The Unsupported type is Prisma's mechanism for acknowledging that a column exists but deferring its management to raw SQL. This is the correct approach for PostgreSQL extensions like pgvector and full-text search, which have no Prisma-native equivalent.

The embedding columns store 1536-dimensional float vectors generated by the Gemini embedding model. Semantic similarity search uses cosine distance between these vectors to rank candidates against job descriptions — a fundamentally more robust matching strategy than keyword search.

The searchVector column stores a pre-computed tsvector for French-language full-text search, updated via database trigger or application-side raw query on each job write.

V. The Search Architecture: A Study in Pragmatic Trade-offs

Job discovery is the highest-traffic path in the application. The search implementation makes an interesting architectural decision that is worth examining closely.

The public job router bifurcates the search path based on query intent:

if (!input.query) {
  // Path A: Prisma-native filtering
  // Fast, type-safe, supports all Prisma filter operators
  const jobs = await db.job.findMany({
    where: buildPrismaFilter(input),
    orderBy: { createdAt: "desc" },
    skip: input.cursor,
    take: input.limit,
  });
} else {
  // Path B: Raw SQL with full-text search
  try {
    const jobs = await db.$queryRaw`
      SELECT *, ts_rank(search_vector, to_tsquery('french', ${input.query})) as rank
      FROM jobs
      WHERE search_vector @@ to_tsquery('french', ${input.query})
      ORDER BY rank DESC
      LIMIT ${input.limit}
    `;
  } catch {
    // Path C: ILIKE fallback if FTS fails
    const jobs = await db.job.findMany({
      where: { title: { contains: input.query, mode: "insensitive" } },
    });
  }
}

This three-path architecture encodes several pragmatic decisions:

Why bifurcate?
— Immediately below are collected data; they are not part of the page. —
use log::warn;
use serde::{Deserialize, Serialize};

use crate::models::enums::OutputFormat;

pub const DEFAULT_PLACEHOLDER: &str = "s3Object";
pub const DEFAULT_DISPATCH_CONCURRENCY: usize = 32;

/// Executor settings. Nothing here is read at request time; the executor keeps the copy it was
/// built with.
#[derive(Debug, Clone, PartialEq, Serialize, Deserialize)]
#[serde(default)]
pub struct SelectableConfig {
    /// Table name the object query service expects in FROM.
    pub placeholder: String,
    /// Maximum object query calls in flight while dispatching.
    pub dispatch_concurrency: usize,
    pub output_format: OutputFormat,
}

impl Default for SelectableConfig {
    fn default() -> Self {
        Self {
            placeholder: DEFAULT_PLACEHOLDER.to_string(),
            dispatch_concurrency: DEFAULT_DISPATCH_CONCURRENCY,
            output_format: OutputFormat::default(),
        }
    }
}

impl SelectableConfig {
    /// Defaults overridden by `SELECTABLE_*` variables (a `.env` file is honoured).
    pub fn from_env() -> Self {
        dotenv::dotenv().ok();
        Self::from_lookup(|key| std::env::var(key).ok())
    }

    fn from_lookup(lookup: impl Fn(&str) -> Option<String>) -> Self {
        let mut cfg = Self::default();
        if let Some(p) = lookup("SELECTABLE_PLACEHOLDER") {
            if p.trim().is_empty() {
                warn!("SELECTABLE_PLACEHOLDER is empty, using `{}`", cfg.placeholder);
            } else {
                cfg.placeholder = p.trim().to_string();
            }
        }
        if let Some(raw) = lookup("SELECTABLE_DISPATCH_CONCURRENCY") {
            match raw.trim().parse::<usize>() {
                Ok(n) if n > 0 => cfg.dispatch_concurrency = n,
                _ => warn!("invalid SELECTABLE_DISPATCH_CONCURRENCY `{}`, using {}", raw, cfg.dispatch_concurrency),
            }
        }
        if let Some(raw) = lookup("SELECTABLE_OUTPUT_FORMAT") {
            match raw.parse::<OutputFormat>() {
                Ok(f) => cfg.output_format = f,
                Err(e) => warn!("{}, using {:?}", e, cfg.output_format),
            }
        }
        cfg
    }
}

/// Installs env_logger with this crate at debug level. Safe to call more than once.
pub fn init_logging() {
    let _ = env_logger::Builder::from_default_env()
        .filter_module("selectable", log::LevelFilter::Debug)
        .is_test(cfg!(test))
        .try_init();
}

#[cfg(test)]
mod tests {
    use super::*;
    use std::collections::HashMap;

    fn lookup(vars: &[(&str, &str)]) -> impl Fn(&str) -> Option<String> {
        let map: HashMap<String, String> = vars.iter().map(|(k, v)| (k.to_string(), v.to_string())).collect();
        move |k| map.get(k).cloned()
    }

    #[test]
    fn env_overrides_defaults() {
        let cfg = SelectableConfig::from_lookup(lookup(&[
            ("SELECTABLE_PLACEHOLDER", "S3Object"),
            ("SELECTABLE_DISPATCH_CONCURRENCY", "4"),
            ("SELECTABLE_OUTPUT_FORMAT", "csv"),
        ]));
        assert_eq!(cfg.placeholder, "S3Object");
        assert_eq!(cfg.dispatch_concurrency, 4);
        assert_eq!(cfg.output_format, OutputFormat::Csv);
    }

    #[test]
    fn invalid_values_fall_back() {
        let cfg = SelectableConfig::from_lookup(lookup(&[
            ("SELECTABLE_DISPATCH_CONCURRENCY", "0"),
            ("SELECTABLE_OUTPUT_FORMAT", "xml"),
        ]));
        assert_eq!(cfg, SelectableConfig::default());
    }

    #[test]
    fn partial_json_uses_defaults() {
        let cfg: SelectableConfig = serde_json::from_str(r#"{"dispatch_concurrency": 8}"#).unwrap();
        assert_eq!(cfg.dispatch_concurrency, 8);
        assert_eq!(cfg.placeholder, DEFAULT_PLACEHOLDER);
    }
}
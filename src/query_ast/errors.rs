#[derive(thiserror::Error, Debug, Clone, PartialEq)]
pub enum QueryAstError {
    #[error("parse error: {0}")] Parse(String),
    #[error("multiple queries not supported")] MultipleStatements,
    #[error("only SELECT queries are supported")] NotSelect,
    #[error("only SELECT queries with FROM are supported")] MissingFrom,
    #[error("only single table sources are supported")] MultipleSources,
    #[error("DUAL not supported")] DualNotSupported,
    #[error("both database and table needed, got `{0}`")] MissingDatabase(String),
    #[error("can not use format FROM catalog.db.table: `{0}`")] TooManyQualifiers(String),
    #[error("unknown partition column `{0}`")] UnknownColumn(String),
    #[error("unsupported feature: {0}")] Unsupported(&'static str),
}

impl From<sqlparser::parser::ParserError> for QueryAstError { fn from(e: sqlparser::parser::ParserError) -> Self { QueryAstError::Parse(e.to_string()) } }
Prisma's query builder is expressive for structured filtering (status, location, salary range, job type) but cannot express full-text search ranking. Raw SQL is required for ts_rank and the @@ tsvector match operator.
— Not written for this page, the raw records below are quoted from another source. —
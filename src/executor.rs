//! End-to-end select over one catalogued table.
//!
//! A request moves through `Validating -> Pruning -> ResolvingKeys -> (ShortCircuitEmpty |
//! Dispatching) -> Merging -> Draining -> Done`. Everything up to dispatch is shared with
//! [`Selectable::explain`], which stops before any object query is issued.

use std::fmt;
use std::sync::Arc;

use futures::{StreamExt, TryStreamExt, stream};
use log::{debug, info, warn};

use crate::collaborators::{Clients, ObjectQueryResponse};
use crate::config::SelectableConfig;
use crate::errors::{Result, SelectableError};
use crate::key_resolver::KeyResolver;
use crate::models::enums::{InputFormat, OutputFormat, SelectEvent};
use crate::models::structs::{EXPRESSION_TYPE_SQL, Explain, ObjectKey, ObjectQueryRequest, SelectRequest, TableInfo, TableRef};
use crate::query_ast::{
    Expr, QueryAstError, compile_object_query, get_limit, get_where_ast, parse_table_and_trailing_expr,
    project_partition_only, render_where,
};
use crate::select_stream::{RowBudget, SelectStream};

#[derive(Debug, Clone, Copy, PartialEq, Eq)]
pub enum SelectPhase {
    Validating,
    Pruning,
    ResolvingKeys,
    ShortCircuitEmpty,
    Dispatching,
    Merging,
    Draining,
    Done,
}

impl fmt::Display for SelectPhase {
    fn fmt(&self, f: &mut fmt::Formatter<'_>) -> fmt::Result { fmt::Debug::fmt(self, f) }
}

/// Everything known about a request once planning is finished.
#[derive(Debug, Clone)]
pub struct PreparedSelect {
    pub table_info: TableInfo,
    pub partition_filter_clause: Option<String>,
    pub matched_partitions: Vec<String>,
    pub resolved_keys: Vec<ObjectKey>,
    pub rewritten_expression: String,
    pub per_key_limit: Option<u64>,
    pub global_limit: u64,
    pub input_format: InputFormat,
    pub output_format: OutputFormat,
    /// No partition matched; nothing is dispatched.
    pub short_circuit: bool,
}

impl From<PreparedSelect> for Explain {
    fn from(p: PreparedSelect) -> Self {
        Explain {
            table_info: p.table_info,
            partition_filter_clause: p.partition_filter_clause,
            matched_partitions: p.matched_partitions,
            resolved_keys: p.resolved_keys,
            rewritten_expression: p.rewritten_expression,
            per_key_limit: p.per_key_limit,
            global_limit: p.global_limit,
            short_circuit: p.short_circuit,
        }
    }
}

/// Local cap for each object query. Each key may contribute at most `limit` rows, so with at
/// least as many keys as rows one row per key is requested; otherwise the limit is spread evenly.
/// Only the global [`RowBudget`] makes the result exact.
pub fn per_key_limit(global_limit: u64, key_count: usize) -> Option<u64> {
    let keys = key_count as u64;
    match (global_limit, keys) {
        (0, _) | (_, 0) => None,
        (l, k) if k >= l => Some(1),
        (l, k) => Some(l.div_ceil(k)),
    }
}

/// Push-style consumption of a select.
#[derive(Default)]
pub struct SelectHandlers {
    on_event: Option<Box<dyn FnMut(&SelectEvent) + Send>>,
    on_data: Option<Box<dyn FnMut(&[u8]) + Send>>,
    on_end: Option<Box<dyn FnOnce() + Send>>,
}

impl SelectHandlers {
    pub fn new() -> Self { Self::default() }

    pub fn on_event(mut self, f: impl FnMut(&SelectEvent) + Send + 'static) -> Self {
        self.on_event = Some(Box::new(f));
        self
    }

    pub fn on_data(mut self, f: impl FnMut(&[u8]) + Send + 'static) -> Self {
        self.on_data = Some(Box::new(f));
        self
    }

    pub fn on_end(mut self, f: impl FnOnce() + Send + 'static) -> Self {
        self.on_end = Some(Box::new(f));
        self
    }
}

struct ValidatedQuery {
    where_ast: Option<Expr>,
    global_limit: u64,
}

/// A select session bound to one `database.table`. Table metadata, partitions and key listings
/// are cached for the life of the instance; object queries never are.
pub struct Selectable {
    clients: Clients,
    resolver: KeyResolver,
    config: SelectableConfig,
}

impl Selectable {
    pub fn new(clients: Clients, database: impl Into<String>, table: impl Into<String>) -> Self {
        Self::with_config(clients, database, table, SelectableConfig::default())
    }

    pub fn with_config(
        clients: Clients,
        database: impl Into<String>,
        table: impl Into<String>,
        config: SelectableConfig,
    ) -> Self {
        let table = TableRef::new(database, table);
        let resolver = KeyResolver::new(clients.catalog.clone(), clients.object_store.clone(), table);
        Self { clients, resolver, config }
    }

    pub fn table(&self) -> &TableRef { self.resolver.table() }
    pub fn resolver(&self) -> &KeyResolver { &self.resolver }
    pub fn config(&self) -> &SelectableConfig { &self.config }

    fn enter(&self, phase: SelectPhase) { debug!("select on {}: {}", self.table(), phase); }

    /// Request checks that need no I/O.
    fn validate(&self, request: &SelectRequest) -> Result<ValidatedQuery> {
        self.enter(SelectPhase::Validating);
        if request.expression.trim().is_empty() {
            return Err(SelectableError::InvalidSelectParams("Expression is required".into()));
        }
        if !request.expression_type.eq_ignore_ascii_case(EXPRESSION_TYPE_SQL) {
            return Err(SelectableError::InvalidSelectParams(format!(
                "ExpressionType `{}` is not supported, only SQL",
                request.expression_type
            )));
        }
        match parse_table_and_trailing_expr(&request.expression) {
            Ok((target, _)) => {
                let own = self.table();
                if !(target.database.eq_ignore_ascii_case(&own.database) && target.table.eq_ignore_ascii_case(&own.table)) {
                    return Err(SelectableError::InvalidSelectParams(format!("query targets {}, session is bound to {}", target, own)));
                }
            }
            // `FROM s3Object` addresses the session's own table
            Err(QueryAstError::MissingDatabase(name)) if name.eq_ignore_ascii_case(&self.config.placeholder) => {}
            Err(e) => return Err(e.into()),
        }
        Ok(ValidatedQuery { where_ast: get_where_ast(&request.expression)?, global_limit: get_limit(&request.expression) })
    }

    /// Plans a request up to, but not including, dispatch.
    pub async fn prepare(&self, request: &SelectRequest) -> Result<PreparedSelect> {
        let query = self.validate(request)?;

        self.enter(SelectPhase::Pruning);
        let info = self.resolver.get_table_info().await?.clone();
        let columns = &info.partition_columns;
        let (partition_filter_clause, matched_partitions) = if info.is_partitioned() {
            let clause = query.where_ast.as_ref().map(|w| render_where(&project_partition_only(w, columns)));
            debug!("partition filter for {}: {:?}", self.table(), clause);
            let matched = self.resolver.partition_index().await?.filter(clause.as_deref())?;
            (clause, matched)
        } else {
            (None, Vec::new())
        };
        let short_circuit = info.is_partitioned() && matched_partitions.is_empty();

        let resolved_keys = if short_circuit {
            self.enter(SelectPhase::ShortCircuitEmpty);
            info!("no partition of {} matches, nothing to query", self.table());
            Vec::new()
        } else {
            self.enter(SelectPhase::ResolvingKeys);
            self.resolver.resolve_keys(&matched_partitions).await?
        };

        let per_key_limit = per_key_limit(query.global_limit, resolved_keys.len());
        let rewritten_expression = compile_object_query(&request.expression, columns, &self.config.placeholder, per_key_limit)?;
        debug!(
            "{} partitions, {} keys, per-key limit {:?}, global limit {}",
            matched_partitions.len(),
            resolved_keys.len(),
            per_key_limit,
            query.global_limit
        );

        let input_format = request.input_format.unwrap_or(info.input_format);
        if !input_format.is_known() {
            warn!("input format of {} is unknown; passing it through to the object query service", self.table());
        }
        Ok(PreparedSelect {
            output_format: request.output_format.unwrap_or(self.config.output_format),
            input_format,
            table_info: info,
            partition_filter_clause,
            matched_partitions,
            resolved_keys,
            rewritten_expression,
            per_key_limit,
            global_limit: query.global_limit,
            short_circuit,
        })
    }

    /// Planning report; no object query is issued.
    pub async fn explain(&self, request: &SelectRequest) -> Result<Explain> {
        Ok(self.prepare(request).await?.into())
    }

    /// Dispatches one object query per resolved key and returns the merged stream. Rejects when any
    /// object query fails or answers without a payload.
    pub async fn select(&self, request: SelectRequest) -> Result<SelectStream> {
        let prepared = self.prepare(&request).await?;
        let budget = Arc::new(RowBudget::new(prepared.global_limit));
        if prepared.short_circuit || prepared.resolved_keys.is_empty() {
            return Ok(SelectStream::empty(budget));
        }

        self.enter(SelectPhase::Dispatching);
        info!("dispatching {} object queries for {}", prepared.resolved_keys.len(), self.table());
        let client = self.clients.object_query.clone();
        let prepared = &prepared;
        let sources = stream::iter(prepared.resolved_keys.iter().cloned())
            .map(|key| {
                let client = client.clone();
                let request = ObjectQueryRequest {
                    bucket: key.bucket.clone(),
                    key: key.key.clone(),
                    expression: prepared.rewritten_expression.clone(),
                    expression_type: EXPRESSION_TYPE_SQL.to_string(),
                    input_format: prepared.input_format,
                    output_format: prepared.output_format,
                };
                async move {
                    match client.query(request).await {
                        Ok(ObjectQueryResponse { payload: Some(events) }) => Ok((key, events)),
                        Ok(_) => Err(SelectableError::EmptyResultStream { key: key.to_string() }),
                        Err(source) => Err(SelectableError::ObjectQuery { key: key.to_string(), source }),
                    }
                }
            })
            .buffered(self.config.dispatch_concurrency.max(1))
            .try_collect::<Vec<_>>()
            .await?;

        self.enter(SelectPhase::Merging);
        Ok(SelectStream::new(sources, budget))
    }

    /// Drives the merged stream through `handlers`; `on_end` fires once after every source ended.
    /// Returns the number of rows delivered.
    pub async fn select_with_handlers(&self, request: SelectRequest, mut handlers: SelectHandlers) -> Result<u64> {
        let mut events = self.select(request).await?;
        self.enter(SelectPhase::Draining);
        while let Some(event) = events.next().await {
            let event = event?;
            if let Some(on_event) = handlers.on_event.as_mut() {
                on_event(&event);
            }
            if let Some(payload) = event.payload()
                && let Some(on_data) = handlers.on_data.as_mut()
            {
                on_data(payload);
            }
            if event == SelectEvent::End
                && let Some(on_end) = handlers.on_end.take()
            {
                on_end();
            }
        }
        self.enter(SelectPhase::Done);
        Ok(events.delivered())
    }

    /// Collects every delivered row payload.
    pub async fn select_all(&self, request: SelectRequest) -> Result<Vec<Vec<u8>>> {
        let mut events = self.select(request).await?;
        let mut rows = Vec::new();
        while let Some(event) = events.next().await {
            if let SelectEvent::Records { payload } = event? {
                rows.push(payload);
            }
        }
        Ok(rows)
    }
}

/// One-shot select: the table is taken from the statement's `FROM db.table` and a fresh session
/// is used, so nothing is cached between calls.
pub async fn select_table_sql(clients: Clients, sql: &str) -> Result<Vec<Vec<u8>>> {
    let (table, _) = parse_table_and_trailing_expr(sql)?;
    Selectable::new(clients, table.database, table.table).select_all(SelectRequest::sql(sql)).await
}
Why the ILIKE fallback? Full-text search with to_tsquery requires the query to be a valid tsquery expression. Common user inputs — partial words, typos, queries with stopwords — can cause to_tsquery to throw. The ILIKE fallback ensures the user sees results rather than an error when this occurs.

The cost of this pattern: Three code paths for one query means three surfaces for bugs and three behaviours to test. The Prisma path and the raw SQL path must produce compatible pagination structures. The fallback path has different ranking semantics than the primary path.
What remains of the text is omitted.